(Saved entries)
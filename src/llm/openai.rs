use futures::StreamExt;
use reqwest::{Client, StatusCode};
use serde::{Deserialize, Serialize};
use serde_json::{json, Value};
use tracing::{debug, warn};

use super::sse::StreamEvent;
use super::{ChatKind, ChatTurn};
use crate::error::{Error, Result};
use crate::platform::ByteStream;

pub const RATE_LIMIT_MESSAGE: &str = "Rate limit exceeded. Please try again in a moment.";
pub const QUOTA_MESSAGE: &str = "AI usage limit reached. Please contact support.";

#[derive(Debug, Clone)]
pub struct GatewayConfig {
    pub api_key: String,
    pub url: String,
    pub model: String,
}

#[derive(Debug, Serialize)]
pub struct CompletionRequest {
    pub model: String,
    pub messages: Vec<ChatTurn>,
    pub stream: bool,
    #[serde(skip_serializing_if = "Option::is_none")]
    pub tools: Option<Vec<Value>>,
    #[serde(skip_serializing_if = "Option::is_none")]
    pub tool_choice: Option<Value>,
}

/// Prepends the system prompt for `kind`; `suggest` also forces the
/// `suggest_tasks` tool.
pub fn build_request(model: &str, kind: ChatKind, turns: &[ChatTurn]) -> CompletionRequest {
    let mut messages = Vec::with_capacity(turns.len() + 1);
    messages.push(ChatTurn::system(kind.system_prompt()));
    messages.extend(turns.iter().cloned());

    let (tools, tool_choice) = match kind {
        ChatKind::Suggest => (
            Some(vec![suggest_tasks_tool()]),
            Some(json!({"type": "function", "function": {"name": "suggest_tasks"}})),
        ),
        _ => (None, None),
    };

    CompletionRequest {
        model: model.to_string(),
        messages,
        stream: true,
        tools,
        tool_choice,
    }
}

pub fn suggest_tasks_tool() -> Value {
    json!({
        "type": "function",
        "function": {
            "name": "suggest_tasks",
            "description": "Return 3-5 actionable task suggestions based on the conversation.",
            "parameters": {
                "type": "object",
                "properties": {
                    "suggestions": {
                        "type": "array",
                        "items": {
                            "type": "object",
                            "properties": {
                                "title": { "type": "string", "description": "Clear, actionable task title (max 100 chars)" },
                                "description": { "type": "string", "description": "Brief description with context" },
                                "priority": { "type": "string", "enum": ["low", "medium", "high"] },
                                "category": { "type": "string", "description": "Category like Personal, Work, Shopping, Health" }
                            },
                            "required": ["title", "priority", "category"],
                            "additionalProperties": false
                        }
                    }
                },
                "required": ["suggestions"],
                "additionalProperties": false
            }
        }
    })
}

// ── Streamed deltas ──

#[derive(Debug, Deserialize)]
pub struct CompletionChunk {
    #[serde(default)]
    choices: Vec<ChunkChoice>,
}

#[derive(Debug, Deserialize)]
struct ChunkChoice {
    delta: Option<ChunkDelta>,
}

#[derive(Debug, Deserialize)]
struct ChunkDelta {
    content: Option<String>,
    #[serde(default)]
    tool_calls: Vec<ToolCallDelta>,
}

#[derive(Debug, Deserialize)]
struct ToolCallDelta {
    function: Option<FunctionDelta>,
}

#[derive(Debug, Deserialize)]
struct FunctionDelta {
    arguments: Option<String>,
}

impl CompletionChunk {
    /// Only the first choice is read. Empty fragments are dropped.
    pub fn into_events(self) -> Vec<StreamEvent> {
        let Some(delta) = self.choices.into_iter().next().and_then(|c| c.delta) else {
            return vec![StreamEvent::Unrecognized];
        };
        let mut events = Vec::new();
        if let Some(content) = delta.content.filter(|c| !c.is_empty()) {
            events.push(StreamEvent::Content(content));
        }
        let arguments = delta
            .tool_calls
            .into_iter()
            .next()
            .and_then(|call| call.function)
            .and_then(|function| function.arguments)
            .filter(|args| !args.is_empty());
        if let Some(arguments) = arguments {
            events.push(StreamEvent::ToolCall(arguments));
        }
        if events.is_empty() {
            events.push(StreamEvent::Unrecognized);
        }
        events
    }
}

/// Classifies one parsed `data:` payload. Payloads that are valid JSON but
/// not shaped like a completion chunk are unrecognized.
pub fn classify(payload: Value) -> Vec<StreamEvent> {
    match serde_json::from_value::<CompletionChunk>(payload) {
        Ok(chunk) => chunk.into_events(),
        Err(_) => vec![StreamEvent::Unrecognized],
    }
}

// ── Gateway ──

/// OpenAI-compatible completion gateway behind the `ai-chat` function.
pub struct GatewayClient {
    client: Client,
    config: GatewayConfig,
}

impl GatewayClient {
    pub fn new(config: GatewayConfig) -> Self {
        Self {
            client: Client::new(),
            config,
        }
    }

    pub async fn chat_stream(&self, kind: ChatKind, turns: &[ChatTurn]) -> Result<ByteStream> {
        if self.config.api_key.is_empty() {
            return Err(Error::Function {
                status: 500,
                message: "AI gateway key is not configured".to_string(),
            });
        }
        let body = build_request(&self.config.model, kind, turns);
        debug!(model = %self.config.model, turns = turns.len(), "requesting completion stream");

        let resp = self
            .client
            .post(&self.config.url)
            .header("Content-Type", "application/json")
            .header("Authorization", format!("Bearer {}", self.config.api_key))
            .json(&body)
            .send()
            .await?;

        match resp.status() {
            StatusCode::TOO_MANY_REQUESTS => {
                return Err(Error::RateLimited(RATE_LIMIT_MESSAGE.to_string()))
            }
            StatusCode::PAYMENT_REQUIRED => {
                return Err(Error::QuotaExceeded(QUOTA_MESSAGE.to_string()))
            }
            status if !status.is_success() => {
                let text = resp.text().await.unwrap_or_default();
                warn!(status = status.as_u16(), body = %text, "AI gateway error");
                return Err(Error::Function {
                    status: 500,
                    message: format!("AI gateway error: {}", status.as_u16()),
                });
            }
            _ => {}
        }

        Ok(resp
            .bytes_stream()
            .map(|chunk| chunk.map(|bytes| bytes.to_vec()).map_err(Error::from))
            .boxed())
    }
}

#[cfg(test)]
mod tests {
    use super::*;
    use crate::llm::Role;
    use crate::platform::testing::serve_status;

    async fn gateway_error(status: u16) -> Error {
        let url = serve_status(status, json!({"error": {"message": "upstream"}})).await;
        let gateway = GatewayClient::new(GatewayConfig {
            api_key: "key".into(),
            url,
            model: "m".into(),
        });
        match gateway.chat_stream(ChatKind::Chat, &[ChatTurn::user("hi")]).await {
            Err(err) => err,
            Ok(_) => panic!("expected {} to fail", status),
        }
    }

    #[tokio::test]
    async fn test_gateway_status_mapping() {
        let err = gateway_error(429).await;
        assert!(matches!(&err, Error::RateLimited(m) if m == RATE_LIMIT_MESSAGE));

        let err = gateway_error(402).await;
        assert!(matches!(&err, Error::QuotaExceeded(m) if m == QUOTA_MESSAGE));

        let err = gateway_error(503).await;
        assert!(matches!(
            &err,
            Error::Function { status: 500, message } if message == "AI gateway error: 503"
        ));
    }

    #[test]
    fn test_chat_request_has_system_prompt_and_no_tools() {
        let request = build_request("m", ChatKind::Chat, &[ChatTurn::user("hi")]);
        assert_eq!(request.messages.len(), 2);
        assert_eq!(request.messages[0].role, Role::System);
        assert!(request.stream);
        let body = serde_json::to_value(&request).unwrap();
        assert!(body.get("tools").is_none());
        assert!(body.get("tool_choice").is_none());
    }

    #[test]
    fn test_suggest_request_forces_tool() {
        let request = build_request("m", ChatKind::Suggest, &[ChatTurn::user("plan my week")]);
        let body = serde_json::to_value(&request).unwrap();
        assert_eq!(body["tools"][0]["function"]["name"], "suggest_tasks");
        assert_eq!(body["tool_choice"]["function"]["name"], "suggest_tasks");
        assert_eq!(body["messages"][1]["content"], "plan my week");
    }

    #[test]
    fn test_classify_content_and_tool_call() {
        let events = classify(json!({
            "choices": [{"delta": {
                "content": "Hi",
                "tool_calls": [{"function": {"arguments": "{\"sug"}}]
            }}]
        }));
        assert_eq!(
            events,
            vec![
                StreamEvent::Content("Hi".into()),
                StreamEvent::ToolCall("{\"sug".into())
            ]
        );
    }

    #[test]
    fn test_classify_unrecognized_shapes() {
        assert_eq!(classify(json!({"choices": []})), vec![StreamEvent::Unrecognized]);
        assert_eq!(classify(json!({"choices": "nope"})), vec![StreamEvent::Unrecognized]);
        assert_eq!(
            classify(json!({"choices": [{"delta": {"content": ""}}]})),
            vec![StreamEvent::Unrecognized]
        );
    }

    #[tokio::test]
    async fn test_missing_key_fails_before_request() {
        let gateway = GatewayClient::new(GatewayConfig {
            api_key: String::new(),
            url: "http://127.0.0.1:9/v1/chat/completions".into(),
            model: "m".into(),
        });
        let err = gateway
            .chat_stream(ChatKind::Chat, &[ChatTurn::user("hi")])
            .await
            .err()
            .unwrap();
        assert!(matches!(err, Error::Function { status: 500, .. }));
    }
}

Task item: Lines above that have "super": copy each of them.

Reply to the task:
use super::sse::StreamEvent;
use super::{ChatKind, ChatTurn};
    use super::*;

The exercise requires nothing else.